Chantal Mouffe, dalam
The Democratic Paradox (2000) memandang perwakilan tidak lagi dipandang sebagai
hubungan langsung antara wakil dan yang diwakili, tetapi sebagai konstruksi
diskursif yang sarat kekuasaan dan bias identitas. Sementara itu, Jacques
Rancière dalam Hatred of Democracy (2005) juga mengingatkan bahwa demokrasi
sejati tidak terletak pada lembaga-lembaga, tetapi ketika yang “tak terlihat”
dan “tak terwakili”—kaum miskin, minoritas, pekerja informal— untuk dapat
terlibat di ruang publik. Sistem yang justru abai terhadap situasi kompleksitas
itulah menjadi titik krusial ketidakpuasan rakyat terhadap perwakilan politik
modern.
Sejatinya kritik
postmodern terhadap demokrasi representatif bukan berarti menyerukan anarki,
melainkan mengajak kita merenungi kembali cara kita menyusun institusi politik.

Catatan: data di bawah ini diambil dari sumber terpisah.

impl<'a> RenderPassBuilder<'a> {
    /// Index of the pass being built.
    pub fn index(&self) -> PassIndex {
        self.index
    }

    fn push_attachment(self, attachment: Attachment) -> Self {
        self.graph
            .render_pass_mut(self.index)
            .attachments
            .push(attachment);
        self
    }

    /// Append a color attachment (written by the pass).
    pub fn add_color(
        self,
        resource: &str,
        load_op: LoadOp,
        store_op: StoreOp,
        clear: ClearValue,
    ) -> Self {
        self.push_attachment(Attachment {
            resource: resource.to_string(),
            kind: AttachmentKind::Color,
            load_op,
            store_op,
            clear,
            direction: ResourceAccess::Write,
        })
    }

    /// Append a depth/stencil attachment (written by the pass).
    pub fn add_depth_stencil(
        self,
        resource: &str,
        load_op: LoadOp,
        store_op: StoreOp,
        clear: ClearValue,
    ) -> Self {
        self.push_attachment(Attachment {
            resource: resource.to_string(),
            kind: AttachmentKind::DepthStencil,
            load_op,
            store_op,
            clear,
            direction: ResourceAccess::Write,
        })
    }

    /// Append an input attachment with an explicit direction.
    pub fn add_input(self, resource: &str, direction: ResourceAccess) -> Self {
        self.push_attachment(Attachment {
            resource: resource.to_string(),
            kind: AttachmentKind::Input,
            load_op: LoadOp::Load,
            store_op: StoreOp::Store,
            clear: ClearValue::default(),
            direction,
        })
    }

    /// Append a shading-rate attachment (read by the pass).
    pub fn add_shading_rate(
        self,
        resource: &str,
        load_op: LoadOp,
        store_op: StoreOp,
        clear: ClearValue,
    ) -> Self {
        self.push_attachment(Attachment {
            resource: resource.to_string(),
            kind: AttachmentKind::ShadingRate,
            load_op,
            store_op,
            clear,
            direction: ResourceAccess::Read,
        })
    }

    /// Register-or-return a child render queue named `"<pass>/<queue>"`.
    pub fn add_queue(&mut self, name: &str) -> RenderQueueBuilder<'_> {
        let pass_name = self.graph.render_pass_mut(self.index).name.clone();
        let full_name = format!("{pass_name}/{name}");
        let queue_index = match self.graph.queue_names.get(&full_name) {
            Some(&index) => index,
            None => {
                let index = self.graph.queues.len() as QueueIndex;
                self.graph.queues.push(RenderQueueNode {
                    name: full_name.clone(),
                    parent: self.index,
                    phase: name.to_string(),
                    camera: None,
                    viewport: None,
                    bindings: Vec::new(),
                });
                self.graph.queue_names.insert(full_name, index);
                self.graph.render_pass_mut(self.index).queues.push(index);
                index
            }
        };
        RenderQueueBuilder {
            graph: &mut *self.graph,
            index: queue_index,
        }
    }
}

/// Fluent builder for a render queue.
pub struct RenderQueueBuilder<'a> {
    graph: &'a mut RenderGraph,
    index: QueueIndex,
}

impl<'a> RenderQueueBuilder<'a> {
    /// Index of the queue being built.
    pub fn index(&self) -> QueueIndex {
        self.index
    }

    fn node(&mut self) -> &mut RenderQueueNode {
        &mut self.graph.queues[self.index as usize]
    }

    /// Set the camera driving this queue.
    pub fn add_camera(mut self, camera: &str) -> Self {
        self.node().camera = Some(camera.to_string());
        self
    }

    /// Set the scene phase this queue draws (defaults to the queue name).
    pub fn set_phase(mut self, phase: &str) -> Self {
        self.node().phase = phase.to_string();
        self
    }

    /// Set an explicit viewport.
    pub fn set_viewport(mut self, viewport: Viewport) -> Self {
        self.node().viewport = Some(viewport);
        self
    }

    fn push_binding(mut self, binding: Binding) -> Self {
        self.node().bindings.push(binding);
        self
    }

    /// Bind a uniform buffer (read-only).
    pub fn add_uniform_buffer(self, resource: &str, binding: &str) -> Self {
        self.push_binding(Binding {
            resource: resource.to_string(),
            binding: binding.to_string(),
            kind: DescriptorKind::UniformBuffer,
            access: ResourceAccess::Read,
        })
    }

    /// Bind a sampled image (read-only).
    pub fn add_sampled_image(self, resource: &str, binding: &str) -> Self {
        self.push_binding(Binding {
            resource: resource.to_string(),
            binding: binding.to_string(),
            kind: DescriptorKind::SampledImage,
            access: ResourceAccess::Read,
        })
    }

    /// Bind a sampler.
    pub fn add_sampler(self, resource: &str, binding: &str) -> Self {
        self.push_binding(Binding {
            resource: resource.to_string(),
            binding: binding.to_string(),
            kind: DescriptorKind::Sampler,
            access: ResourceAccess::Read,
        })
    }
}

/// Fluent builder for a compute pass.
pub struct ComputePassBuilder<'a> {
    graph: &'a mut RenderGraph,
    index: PassIndex,
}

impl<'a> ComputePassBuilder<'a> {
    /// Index of the pass being built.
    pub fn index(&self) -> PassIndex {
        self.index
    }

    /// Set the shader program id (defaults to the pass name).
    pub fn set_program_name(self, program: &str) -> Self {
        self.graph.compute_pass_mut(self.index).program = program.to_string();
        self
    }

    /// Bind a resource with an explicit access direction.
    pub fn add_resource(self, resource: &str, binding: &str, access: ResourceAccess) -> Self {
        let kind = if access.writes() {
            DescriptorKind::StorageBuffer
        } else {
            DescriptorKind::UniformBuffer
        };
        self.add_resource_as(resource, binding, kind, access)
    }

    /// Bind a resource with an explicit descriptor kind and direction.
    pub fn add_resource_as(
        self,
        resource: &str,
        binding: &str,
        kind: DescriptorKind,
        access: ResourceAccess,
    ) -> Self {
        self.graph.compute_pass_mut(self.index).bindings.push(Binding {
            resource: resource.to_string(),
            binding: binding.to_string(),
            kind,
            access,
        });
        self
    }

    /// Set the work-group counts.
    pub fn set_dispatch(self, x: u32, y: u32, z: u32) -> Self {
        self.graph.compute_pass_mut(self.index).dispatch = (x, y, z);
        self
    }
}
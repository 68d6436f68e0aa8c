//! Access, stage and layout types used by barrier synthesis.

use bitflags::bitflags;

bitflags! {
    /// Memory access kinds performed by a pass on a resource.
    #[derive(Debug, Clone, Copy, PartialEq, Eq, Hash, Default)]
    pub struct AccessFlags: u32 {
        /// Written as a color attachment.
        const COLOR_ATTACHMENT_WRITE = 1 << 0;
        /// Written as a depth/stencil attachment.
        const DEPTH_STENCIL_ATTACHMENT_WRITE = 1 << 1;
        /// Read as an input attachment.
        const INPUT_ATTACHMENT_READ = 1 << 2;
        /// Read as a shading-rate attachment.
        const SHADING_RATE_READ = 1 << 3;
        /// Read as a uniform buffer.
        const UNIFORM_READ = 1 << 4;
        /// Generic shader read (sampled image, storage read).
        const SHADER_READ = 1 << 5;
        /// Generic shader write (storage write).
        const SHADER_WRITE = 1 << 6;
        /// Source of a transfer operation.
        const TRANSFER_READ = 1 << 7;
        /// Destination of a transfer operation.
        const TRANSFER_WRITE = 1 << 8;
    }
}

impl AccessFlags {
    /// All write bits.
    pub const WRITES: Self = Self::COLOR_ATTACHMENT_WRITE
        .union(Self::DEPTH_STENCIL_ATTACHMENT_WRITE)
        .union(Self::SHADER_WRITE)
        .union(Self::TRANSFER_WRITE);

    /// Check whether this access contains no write bits.
    pub fn is_read_only(self) -> bool {
        !self.intersects(Self::WRITES)
    }
}

bitflags! {
    /// Pipeline stages at which an access occurs.
    #[derive(Debug, Clone, Copy, PartialEq, Eq, Hash, Default)]
    pub struct PipelineStages: u32 {
        /// Start of the pipeline.
        const TOP_OF_PIPE = 1 << 0;
        /// Vertex shader execution.
        const VERTEX_SHADER = 1 << 1;
        /// Fragment shader execution.
        const FRAGMENT_SHADER = 1 << 2;
        /// Late depth/stencil tests.
        const LATE_FRAGMENT_TESTS = 1 << 3;
        /// Color attachment output.
        const COLOR_ATTACHMENT_OUTPUT = 1 << 4;
        /// Compute shader execution.
        const COMPUTE_SHADER = 1 << 5;
        /// Transfer/copy operations.
        const TRANSFER = 1 << 6;
        /// End of the pipeline.
        const BOTTOM_OF_PIPE = 1 << 7;
    }
}

bitflags! {
    /// Aspects of an image covered by a view or barrier.
    #[derive(Debug, Clone, Copy, PartialEq, Eq, Hash, Default)]
    pub struct ImageAspects: u32 {
        /// Color aspect.
        const COLOR = 1 << 0;
        /// Depth aspect.
        const DEPTH = 1 << 1;
        /// Stencil aspect.
        const STENCIL = 1 << 2;
    }
}

/// Layout an image must be in for an access to be valid.
#[derive(Debug, Clone, Copy, PartialEq, Eq, Hash, Default)]
pub enum ImageLayout {
    /// Contents undefined; valid only as a transition source.
    #[default]
    Undefined,
    /// Any access; least optimal.
    General,
    /// Color attachment write.
    ColorAttachment,
    /// Depth/stencil attachment write.
    DepthStencilAttachment,
    /// Depth/stencil read-only (sampling plus read-only tests).
    DepthStencilReadOnly,
    /// Shader read-only (sampled image, input attachment).
    ShaderReadOnly,
    /// Shading-rate attachment read.
    ShadingRate,
    /// Source of a transfer operation.
    TransferSrc,
    /// Destination of a transfer operation.
    TransferDst,
    /// Ready for presentation.
    Present,
}

/// One half of a barrier: the stages and accesses on one side of a
/// transition.
#[derive(Debug, Clone, Copy, PartialEq, Eq, Hash, Default)]
pub struct SyncScope {
    /// Pipeline stages participating in the access.
    pub stages: PipelineStages,
    /// Access kinds performed.
    pub access: AccessFlags,
}

impl SyncScope {
    /// Create a scope from stages and access flags.
    pub fn new(stages: PipelineStages, access: AccessFlags) -> Self {
        Self { stages, access }
    }

    /// Scope used before a resource's first access of the frame.
    pub fn none() -> Self {
        Self {
            stages: PipelineStages::TOP_OF_PIPE,
            access: AccessFlags::empty(),
        }
    }
}

/// Direction of a declared resource touch.
#[derive(Debug, Clone, Copy, PartialEq, Eq, Hash)]
pub enum ResourceAccess {
    /// Read-only access.
    Read,
    /// Write-only access.
    Write,
    /// Read and write access.
    ReadWrite,
}

impl ResourceAccess {
    /// Check if this access includes reading.
    pub fn reads(&self) -> bool {
        matches!(self, Self::Read | Self::ReadWrite)
    }

    /// Check if this access includes writing.
    pub fn writes(&self) -> bool {
        matches!(self, Self::Write | Self::ReadWrite)
    }
}

#[cfg(test)]
mod tests {
    use super::*;

    #[test]
    fn test_access_read_only() {
        assert!(AccessFlags::UNIFORM_READ.is_read_only());
        assert!((AccessFlags::SHADER_READ | AccessFlags::INPUT_ATTACHMENT_READ).is_read_only());
        assert!(!AccessFlags::SHADER_WRITE.is_read_only());
        assert!(!(AccessFlags::SHADER_READ | AccessFlags::SHADER_WRITE).is_read_only());
    }

    #[test]
    fn test_resource_access() {
        assert!(ResourceAccess::Read.reads());
        assert!(!ResourceAccess::Read.writes());
        assert!(ResourceAccess::ReadWrite.reads());
        assert!(ResourceAccess::ReadWrite.writes());
        assert!(ResourceAccess::Write.writes());
    }

    #[test]
    fn test_sync_scope_none() {
        let scope = SyncScope::none();
        assert_eq!(scope.stages, PipelineStages::TOP_OF_PIPE);
        assert!(scope.access.is_empty());
    }
}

Kembali pada persoalan mendasar; mengapa para wakil rakyat dan pemerintah yang
terpilih melalui pemilu belum mampu mewakili kepentingan rakyat, alih-alih kaum
minoritas dan tertindas ? Sebaliknya, mereka (pemerintah) justru sering
berkoalisi dengan elit-elit politik dan pemodal yang sehingga potret pasca
pemilu selalu menghadirkan ketidakpuasan publik yang terekam melalui aksi-aksi
demonstrasi dan lain-lain sebagai instrumen kritik publik, yang acapkali
kemudian kritik terhadap representasi formal (hasil pemilu) terekam melalui
aksi-aksi demonstrasi yang diagregatori oleh aktivis lingkungan, kelompok
mahasiswa, pegiat demokrasi dan berbagai elemen NGO (Non Government Organization)
lainnya.
Maka membaca aksi-aksi
massa tersebut pengejawantahan dari bentuk representasi baru seperti Black
Lives Matter, Gerakan Rompi Kuning di Prancis, Gerakan Petani dan Adat di
Zapatista - Meksiko, aksi Indonesia Gelap di Indonesia hingga komunitas akar
rumput di berbagai belahan dunia lainnya yang menunjukkan bahwa politik tidak
hanya hidup di “ruang-ruang formal” gedung parlemen, regulasi dan kebijakan
pemerintah, tetapi melalui dialektika politik rakyat yang merespon setiap
perilaku dan wacana pemerintah di jalanan, di media sosial, bahkan dalam
ekspresi budaya.
Tantangan berikutnya,
dengan kehadiran teknologi digital, muncul bentuk-bentuk perwakilan alternatif:
petisi daring, forum partisipatif, dan platform deliberatif berbasis komunitas
sampai fenomena buzzer. Seperti yang dikritisi oleh Shoshana Zuboff dalam The
Age of Surveillance Capitalism (2019), teknologi juga membawa ancaman
baru—pengawasan, manipulasi algoritmik, akrobatik statistik dan pembentukan
opini publik yang tidak organik.
Sebagai penutup,
tulisan ini sejatinya membawa pada permulaan diskursus bahwa perwakilan politik
hari ini harus ditinjau ulang: bukan terjebak pada demokrasi prosedural dan
institusi formal, tetapi bagaimana ruang-ruang perwakilan itu berawal dari
proses sosial yang tumbuh dalam dinamika diskursif dan praksis keseharian
warga. Melalui deliberasi dan forum politik warga, misalnya, kemudian terbuka
ruang bagi dialektika ide serta wacana kebijakan—sebuah manifestasi konkret
dari bekerjanya ruang perwakilan politik yang melahirkan wajah dan ide politik
representatif dalam merumuskan masa depannya sendiri—melalui ekspresi,
perlawanan, solidaritas, dan kebersamaan dalam ruang publik yang setara. Di
sanalah politik menemukan kembali jiwanya, tidak terbelenggu dalam kontak
pandora formalitas, tetapi dalam kehidupan bersama yang terus bergerak dan
berubah.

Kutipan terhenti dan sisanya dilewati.